The cause of bilirubin encephalopathy has been variously ascribed to elevated total serum bilirubin concentration, high free bilirubin levels (or impaired albumin binding), and disruption of the blood-brain barrier. An experimental rat model for acute bilirubin encephalopathy was developed in which these three factors could be varied independently. Osmotic opening of the blood-brain barrier in the right hemisphere was produced by infusing a hypertonic arabinose solution into the right carotid artery. The total bilirubin level and bilirubin binding state were varied by adjusting the amount of bilirubin infused intravenously and/or by infusing human serum albumin.

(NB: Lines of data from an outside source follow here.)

//! Catalog records as loaded from the data files, plus the joined row type.
//!
//! Field names serialize in camelCase so the JSON files keep the shape the
//! catalog data has always been published in (`ownerId`, `categoryId`).

use serde::{Deserialize, Serialize};

use crate::id::{CategoryId, ProductId, UserId};

#[derive(Debug, Clone, Copy, PartialEq, Eq, Hash, Serialize, Deserialize)]
pub enum Sex {
    #[serde(rename = "m")]
    M,
    #[serde(rename = "f")]
    F,
}

#[derive(Debug, Clone, PartialEq, Eq, Serialize, Deserialize)]
pub struct User {
    pub id: UserId,
    pub name: String,
    pub sex: Sex,
}

impl User {
    pub fn new(id: u64, name: impl Into<String>, sex: Sex) -> Self {
        Self {
            id: UserId::new(id),
            name: name.into(),
            sex,
        }
    }
}

#[derive(Debug, Clone, PartialEq, Eq, Serialize, Deserialize)]
#[serde(rename_all = "camelCase")]
pub struct Category {
    pub id: CategoryId,
    pub title: String,
    #[serde(default)]
    pub icon: String,
    pub owner_id: UserId,
}

impl Category {
    pub fn new(id: u64, title: impl Into<String>, icon: impl Into<String>, owner_id: u64) -> Self {
        Self {
            id: CategoryId::new(id),
            title: title.into(),
            icon: icon.into(),
            owner_id: UserId::new(owner_id),
        }
    }

    /// Cell text for the category column: `"<icon> - <title>"`.
    pub fn label(&self) -> String {
        format!("{} - {}", self.icon, self.title)
    }
}

#[derive(Debug, Clone, PartialEq, Eq, Serialize, Deserialize)]
#[serde(rename_all = "camelCase")]
pub struct Product {
    pub id: ProductId,
    pub name: String,
    pub category_id: CategoryId,
}

impl Product {
    pub fn new(id: u64, name: impl Into<String>, category_id: u64) -> Self {
        Self {
            id: ProductId::new(id),
            name: name.into(),
            category_id: CategoryId::new(category_id),
        }
    }
}

/// A product with its category and the category's owner resolved.
///
/// Produced once by the join; every row in a catalog satisfies
/// `category.id == category_id` and `user.id == category.owner_id`.
#[derive(Debug, Clone, PartialEq, Eq, Serialize, Deserialize)]
#[serde(rename_all = "camelCase")]
pub struct EnrichedProduct {
    pub id: ProductId,
    pub name: String,
    pub category_id: CategoryId,
    pub category: Category,
    pub user: User,
}

/// The three raw record sets, in file order.
#[derive(Debug, Clone, Default, PartialEq, Eq, Serialize, Deserialize)]
pub struct Dataset {
    pub users: Vec<User>,
    pub categories: Vec<Category>,
    pub products: Vec<Product>,
}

Brain electrical activity (EEG) served as an indicator of developing encephalopathy. Neither staining nor EEG changes occurred if the blood-brain barrier remained intact. Bilirubin staining without EEG evidence of encephalopathy sometimes occurred when the blood-brain barrier was open. Discriminant analysis showed that EEG changes were best predicted by the degree of blood-brain barrier opening (as indicated by brain bilirubin content) and by the quality of serum bilirubin binding. Serum total bilirubin concentration was not an important discriminator of encephalopathy.